┌─ Information

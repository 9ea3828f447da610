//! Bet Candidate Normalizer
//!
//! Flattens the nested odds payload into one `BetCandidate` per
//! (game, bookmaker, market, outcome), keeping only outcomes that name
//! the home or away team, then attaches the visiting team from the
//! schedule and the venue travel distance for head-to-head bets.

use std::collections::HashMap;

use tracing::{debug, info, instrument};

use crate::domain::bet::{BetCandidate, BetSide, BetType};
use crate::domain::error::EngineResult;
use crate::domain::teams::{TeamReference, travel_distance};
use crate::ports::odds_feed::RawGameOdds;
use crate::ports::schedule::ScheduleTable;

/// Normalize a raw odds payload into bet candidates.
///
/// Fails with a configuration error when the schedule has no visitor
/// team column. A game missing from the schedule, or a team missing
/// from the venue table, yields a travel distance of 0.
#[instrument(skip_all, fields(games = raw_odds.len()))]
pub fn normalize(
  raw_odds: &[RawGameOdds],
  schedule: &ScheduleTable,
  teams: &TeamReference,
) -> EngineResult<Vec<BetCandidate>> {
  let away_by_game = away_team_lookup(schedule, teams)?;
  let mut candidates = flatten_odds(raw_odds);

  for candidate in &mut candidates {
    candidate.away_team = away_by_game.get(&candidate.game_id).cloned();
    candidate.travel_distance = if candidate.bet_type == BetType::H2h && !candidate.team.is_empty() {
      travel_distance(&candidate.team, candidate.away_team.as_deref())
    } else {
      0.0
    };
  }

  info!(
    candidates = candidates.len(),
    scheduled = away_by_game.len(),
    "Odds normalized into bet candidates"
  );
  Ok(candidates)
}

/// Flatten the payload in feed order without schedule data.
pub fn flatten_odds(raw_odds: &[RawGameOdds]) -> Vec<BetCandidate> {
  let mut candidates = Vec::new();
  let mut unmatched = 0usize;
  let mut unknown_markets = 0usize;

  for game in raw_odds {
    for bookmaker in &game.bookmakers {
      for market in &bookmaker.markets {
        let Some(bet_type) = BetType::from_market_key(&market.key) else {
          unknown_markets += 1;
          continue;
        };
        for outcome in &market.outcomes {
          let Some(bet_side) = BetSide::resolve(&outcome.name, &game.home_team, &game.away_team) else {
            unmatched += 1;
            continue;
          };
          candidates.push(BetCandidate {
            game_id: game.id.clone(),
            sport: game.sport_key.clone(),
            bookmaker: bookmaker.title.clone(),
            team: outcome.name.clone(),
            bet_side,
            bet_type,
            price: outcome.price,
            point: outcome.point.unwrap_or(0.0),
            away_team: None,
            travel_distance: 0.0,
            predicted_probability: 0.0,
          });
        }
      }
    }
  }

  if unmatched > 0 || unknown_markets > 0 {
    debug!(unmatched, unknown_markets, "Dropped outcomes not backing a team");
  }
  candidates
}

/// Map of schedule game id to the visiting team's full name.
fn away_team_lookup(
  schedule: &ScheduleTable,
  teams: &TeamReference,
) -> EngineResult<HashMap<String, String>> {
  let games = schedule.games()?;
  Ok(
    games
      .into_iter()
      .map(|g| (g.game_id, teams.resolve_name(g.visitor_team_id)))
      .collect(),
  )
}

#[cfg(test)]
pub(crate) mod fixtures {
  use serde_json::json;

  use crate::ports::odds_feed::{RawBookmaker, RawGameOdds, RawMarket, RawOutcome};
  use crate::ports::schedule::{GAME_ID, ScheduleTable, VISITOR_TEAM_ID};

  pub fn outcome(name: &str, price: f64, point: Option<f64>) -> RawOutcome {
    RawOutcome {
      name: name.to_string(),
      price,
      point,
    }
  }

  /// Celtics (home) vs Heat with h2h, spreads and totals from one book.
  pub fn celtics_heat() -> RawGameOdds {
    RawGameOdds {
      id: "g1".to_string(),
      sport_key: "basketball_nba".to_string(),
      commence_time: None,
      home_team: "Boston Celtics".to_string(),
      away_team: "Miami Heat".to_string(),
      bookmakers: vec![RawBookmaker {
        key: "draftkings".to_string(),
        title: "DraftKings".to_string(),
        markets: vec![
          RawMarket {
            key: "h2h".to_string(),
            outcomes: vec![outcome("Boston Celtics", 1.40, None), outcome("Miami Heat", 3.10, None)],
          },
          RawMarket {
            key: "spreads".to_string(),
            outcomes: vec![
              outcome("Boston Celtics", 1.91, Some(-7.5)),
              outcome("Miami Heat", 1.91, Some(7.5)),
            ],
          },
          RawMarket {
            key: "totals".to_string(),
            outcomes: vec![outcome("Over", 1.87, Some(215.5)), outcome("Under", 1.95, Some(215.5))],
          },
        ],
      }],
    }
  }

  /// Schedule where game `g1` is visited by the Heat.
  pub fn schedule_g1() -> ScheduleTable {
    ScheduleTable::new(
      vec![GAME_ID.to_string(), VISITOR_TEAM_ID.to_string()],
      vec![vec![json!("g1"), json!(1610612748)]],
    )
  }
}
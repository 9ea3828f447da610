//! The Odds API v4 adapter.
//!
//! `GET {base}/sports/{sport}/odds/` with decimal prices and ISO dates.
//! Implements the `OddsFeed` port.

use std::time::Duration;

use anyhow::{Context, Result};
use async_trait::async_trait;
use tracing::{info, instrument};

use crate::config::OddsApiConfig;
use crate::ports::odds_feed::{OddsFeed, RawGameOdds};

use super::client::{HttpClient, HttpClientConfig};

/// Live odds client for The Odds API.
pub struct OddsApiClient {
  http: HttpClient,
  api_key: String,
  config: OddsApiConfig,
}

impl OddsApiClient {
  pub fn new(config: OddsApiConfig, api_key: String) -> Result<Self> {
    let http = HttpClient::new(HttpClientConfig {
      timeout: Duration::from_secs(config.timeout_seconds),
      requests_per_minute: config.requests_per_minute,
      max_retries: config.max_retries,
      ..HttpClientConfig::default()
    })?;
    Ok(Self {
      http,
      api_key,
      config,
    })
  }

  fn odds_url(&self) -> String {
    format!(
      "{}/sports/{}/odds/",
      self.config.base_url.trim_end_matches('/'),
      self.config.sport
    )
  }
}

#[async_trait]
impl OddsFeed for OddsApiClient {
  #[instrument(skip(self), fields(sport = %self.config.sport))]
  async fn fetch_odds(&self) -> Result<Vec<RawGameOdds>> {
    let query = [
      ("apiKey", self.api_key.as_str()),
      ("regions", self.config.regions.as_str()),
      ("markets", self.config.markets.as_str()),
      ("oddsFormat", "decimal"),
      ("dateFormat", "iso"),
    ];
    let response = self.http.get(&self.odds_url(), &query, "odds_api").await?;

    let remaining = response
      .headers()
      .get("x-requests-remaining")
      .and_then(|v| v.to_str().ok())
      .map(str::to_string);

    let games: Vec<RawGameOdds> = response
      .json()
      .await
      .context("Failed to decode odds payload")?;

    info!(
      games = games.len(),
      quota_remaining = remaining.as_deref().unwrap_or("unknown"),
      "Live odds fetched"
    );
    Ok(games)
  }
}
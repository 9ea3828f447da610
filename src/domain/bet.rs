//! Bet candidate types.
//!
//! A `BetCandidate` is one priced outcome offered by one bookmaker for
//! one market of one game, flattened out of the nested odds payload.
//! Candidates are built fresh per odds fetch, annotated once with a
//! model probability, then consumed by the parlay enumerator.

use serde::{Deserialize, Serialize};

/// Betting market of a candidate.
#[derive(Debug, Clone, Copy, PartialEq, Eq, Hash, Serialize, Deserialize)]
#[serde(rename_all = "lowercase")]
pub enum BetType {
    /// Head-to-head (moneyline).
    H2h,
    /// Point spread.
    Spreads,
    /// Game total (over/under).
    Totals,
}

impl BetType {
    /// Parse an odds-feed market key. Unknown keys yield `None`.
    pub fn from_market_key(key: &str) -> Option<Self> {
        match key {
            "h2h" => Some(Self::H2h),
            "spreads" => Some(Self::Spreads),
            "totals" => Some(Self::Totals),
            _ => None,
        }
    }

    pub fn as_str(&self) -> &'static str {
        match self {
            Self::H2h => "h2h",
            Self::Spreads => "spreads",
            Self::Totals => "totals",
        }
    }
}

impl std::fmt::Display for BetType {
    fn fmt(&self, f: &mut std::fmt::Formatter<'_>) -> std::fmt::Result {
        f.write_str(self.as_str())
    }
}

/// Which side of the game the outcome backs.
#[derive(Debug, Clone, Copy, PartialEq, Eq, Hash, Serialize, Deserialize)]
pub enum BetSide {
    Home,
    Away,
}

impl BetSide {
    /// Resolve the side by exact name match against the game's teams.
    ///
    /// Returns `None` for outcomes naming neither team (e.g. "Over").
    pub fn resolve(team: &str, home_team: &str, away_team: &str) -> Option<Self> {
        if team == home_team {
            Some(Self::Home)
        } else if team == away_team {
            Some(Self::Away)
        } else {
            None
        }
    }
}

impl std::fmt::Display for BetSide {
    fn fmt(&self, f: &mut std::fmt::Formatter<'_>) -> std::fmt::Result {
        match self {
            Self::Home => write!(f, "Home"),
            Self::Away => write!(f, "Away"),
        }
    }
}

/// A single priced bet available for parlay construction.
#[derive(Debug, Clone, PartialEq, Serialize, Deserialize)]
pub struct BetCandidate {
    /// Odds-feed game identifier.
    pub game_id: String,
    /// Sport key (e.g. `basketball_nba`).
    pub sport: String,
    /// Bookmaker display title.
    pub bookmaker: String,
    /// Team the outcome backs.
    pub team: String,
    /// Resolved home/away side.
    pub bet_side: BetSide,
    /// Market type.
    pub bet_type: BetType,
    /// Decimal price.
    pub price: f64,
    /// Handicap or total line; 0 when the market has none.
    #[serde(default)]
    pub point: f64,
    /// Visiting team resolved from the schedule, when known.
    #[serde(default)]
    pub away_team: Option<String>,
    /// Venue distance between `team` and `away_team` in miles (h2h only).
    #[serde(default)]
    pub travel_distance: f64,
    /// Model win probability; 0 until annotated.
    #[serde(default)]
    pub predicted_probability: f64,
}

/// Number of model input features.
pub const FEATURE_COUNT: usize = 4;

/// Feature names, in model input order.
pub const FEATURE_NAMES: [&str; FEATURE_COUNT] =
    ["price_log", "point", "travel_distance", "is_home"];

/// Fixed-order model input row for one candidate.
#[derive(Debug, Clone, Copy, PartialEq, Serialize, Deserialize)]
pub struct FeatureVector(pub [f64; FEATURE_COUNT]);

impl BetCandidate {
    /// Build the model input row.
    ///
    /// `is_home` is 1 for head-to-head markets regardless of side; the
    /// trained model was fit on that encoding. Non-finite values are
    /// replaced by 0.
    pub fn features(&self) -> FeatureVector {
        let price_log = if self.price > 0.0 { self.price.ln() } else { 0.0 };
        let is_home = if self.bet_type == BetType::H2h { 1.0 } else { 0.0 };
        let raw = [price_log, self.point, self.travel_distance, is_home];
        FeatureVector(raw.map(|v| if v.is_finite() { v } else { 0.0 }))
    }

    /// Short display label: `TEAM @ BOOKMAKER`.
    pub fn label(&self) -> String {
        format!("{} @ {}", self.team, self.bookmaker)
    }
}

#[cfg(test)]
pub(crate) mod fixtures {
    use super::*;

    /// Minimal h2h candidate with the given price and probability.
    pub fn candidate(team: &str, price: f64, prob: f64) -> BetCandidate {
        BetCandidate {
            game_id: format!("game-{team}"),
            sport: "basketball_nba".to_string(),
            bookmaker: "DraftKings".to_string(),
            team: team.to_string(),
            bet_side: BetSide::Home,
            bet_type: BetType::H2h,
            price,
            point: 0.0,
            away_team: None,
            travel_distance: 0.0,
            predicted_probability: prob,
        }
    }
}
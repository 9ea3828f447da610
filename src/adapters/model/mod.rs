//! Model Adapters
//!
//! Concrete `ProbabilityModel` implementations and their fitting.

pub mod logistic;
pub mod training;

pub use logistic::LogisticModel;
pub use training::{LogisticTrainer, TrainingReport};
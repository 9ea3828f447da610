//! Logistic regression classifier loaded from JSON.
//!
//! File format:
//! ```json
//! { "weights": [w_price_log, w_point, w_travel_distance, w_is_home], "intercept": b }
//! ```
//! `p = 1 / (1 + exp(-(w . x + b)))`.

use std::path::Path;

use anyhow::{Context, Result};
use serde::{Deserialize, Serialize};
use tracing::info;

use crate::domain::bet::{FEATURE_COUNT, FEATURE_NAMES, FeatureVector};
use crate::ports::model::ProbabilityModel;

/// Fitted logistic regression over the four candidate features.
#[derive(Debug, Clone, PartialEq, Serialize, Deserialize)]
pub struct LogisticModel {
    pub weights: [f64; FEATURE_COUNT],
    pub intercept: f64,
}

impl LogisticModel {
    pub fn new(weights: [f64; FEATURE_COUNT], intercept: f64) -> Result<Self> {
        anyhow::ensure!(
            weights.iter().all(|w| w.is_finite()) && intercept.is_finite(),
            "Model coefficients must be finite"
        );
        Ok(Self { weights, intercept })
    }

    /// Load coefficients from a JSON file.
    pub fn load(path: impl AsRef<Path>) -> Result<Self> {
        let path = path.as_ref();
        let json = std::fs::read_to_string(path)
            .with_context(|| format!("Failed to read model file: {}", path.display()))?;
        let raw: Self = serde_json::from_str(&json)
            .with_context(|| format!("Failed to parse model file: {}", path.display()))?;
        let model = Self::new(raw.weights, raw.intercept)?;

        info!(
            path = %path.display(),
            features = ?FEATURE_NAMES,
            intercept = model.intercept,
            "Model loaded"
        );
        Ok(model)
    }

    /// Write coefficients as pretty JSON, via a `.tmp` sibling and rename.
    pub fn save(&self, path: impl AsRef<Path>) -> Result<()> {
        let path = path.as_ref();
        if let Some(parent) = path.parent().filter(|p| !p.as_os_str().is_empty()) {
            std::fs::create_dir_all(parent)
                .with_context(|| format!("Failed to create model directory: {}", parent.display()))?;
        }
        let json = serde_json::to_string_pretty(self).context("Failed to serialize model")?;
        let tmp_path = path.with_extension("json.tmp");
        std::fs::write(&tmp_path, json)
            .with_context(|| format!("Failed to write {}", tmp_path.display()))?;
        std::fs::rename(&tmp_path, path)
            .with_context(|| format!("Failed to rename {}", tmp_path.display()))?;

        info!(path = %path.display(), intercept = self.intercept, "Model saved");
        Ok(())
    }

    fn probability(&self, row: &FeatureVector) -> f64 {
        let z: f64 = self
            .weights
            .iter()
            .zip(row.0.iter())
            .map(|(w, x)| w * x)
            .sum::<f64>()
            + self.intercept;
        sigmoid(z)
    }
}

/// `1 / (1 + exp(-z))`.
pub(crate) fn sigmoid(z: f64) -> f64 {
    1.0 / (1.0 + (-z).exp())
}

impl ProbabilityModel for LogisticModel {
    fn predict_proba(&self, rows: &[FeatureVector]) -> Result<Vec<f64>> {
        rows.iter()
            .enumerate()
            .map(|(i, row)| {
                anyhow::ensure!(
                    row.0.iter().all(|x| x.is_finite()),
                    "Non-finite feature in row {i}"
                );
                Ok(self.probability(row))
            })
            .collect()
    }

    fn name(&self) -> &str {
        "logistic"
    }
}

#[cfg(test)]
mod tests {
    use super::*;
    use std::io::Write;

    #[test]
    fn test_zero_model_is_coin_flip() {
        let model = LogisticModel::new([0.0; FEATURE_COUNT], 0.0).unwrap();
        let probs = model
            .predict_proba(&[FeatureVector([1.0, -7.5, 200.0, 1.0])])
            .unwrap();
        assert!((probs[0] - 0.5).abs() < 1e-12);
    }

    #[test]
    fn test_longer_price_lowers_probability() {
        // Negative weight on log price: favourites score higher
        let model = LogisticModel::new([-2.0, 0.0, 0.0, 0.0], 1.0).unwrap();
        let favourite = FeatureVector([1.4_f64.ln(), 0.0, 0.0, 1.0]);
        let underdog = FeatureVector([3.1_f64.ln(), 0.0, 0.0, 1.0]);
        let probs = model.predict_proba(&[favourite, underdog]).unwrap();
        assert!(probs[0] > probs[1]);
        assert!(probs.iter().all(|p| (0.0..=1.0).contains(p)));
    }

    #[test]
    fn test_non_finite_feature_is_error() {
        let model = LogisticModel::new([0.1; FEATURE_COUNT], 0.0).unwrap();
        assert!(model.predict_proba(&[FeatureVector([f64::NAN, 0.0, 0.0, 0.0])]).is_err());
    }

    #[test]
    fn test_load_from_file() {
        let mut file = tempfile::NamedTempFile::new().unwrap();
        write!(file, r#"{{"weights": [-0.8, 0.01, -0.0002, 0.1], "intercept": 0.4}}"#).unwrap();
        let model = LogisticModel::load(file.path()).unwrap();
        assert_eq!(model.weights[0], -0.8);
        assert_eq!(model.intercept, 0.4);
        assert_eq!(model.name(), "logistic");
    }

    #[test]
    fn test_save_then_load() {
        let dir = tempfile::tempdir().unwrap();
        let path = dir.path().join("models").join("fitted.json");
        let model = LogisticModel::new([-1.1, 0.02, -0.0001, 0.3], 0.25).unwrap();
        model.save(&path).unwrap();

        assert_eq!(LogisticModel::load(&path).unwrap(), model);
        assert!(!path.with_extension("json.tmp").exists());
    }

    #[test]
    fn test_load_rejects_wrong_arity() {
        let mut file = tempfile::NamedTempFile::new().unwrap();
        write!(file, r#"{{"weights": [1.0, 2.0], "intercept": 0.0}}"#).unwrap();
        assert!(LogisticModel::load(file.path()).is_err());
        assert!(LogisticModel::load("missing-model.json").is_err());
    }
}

└─

Exercise aim:
If a line of the entries contains "intercept", it counts; give the total of such lines and nothing more.

Answer to the exercise:
12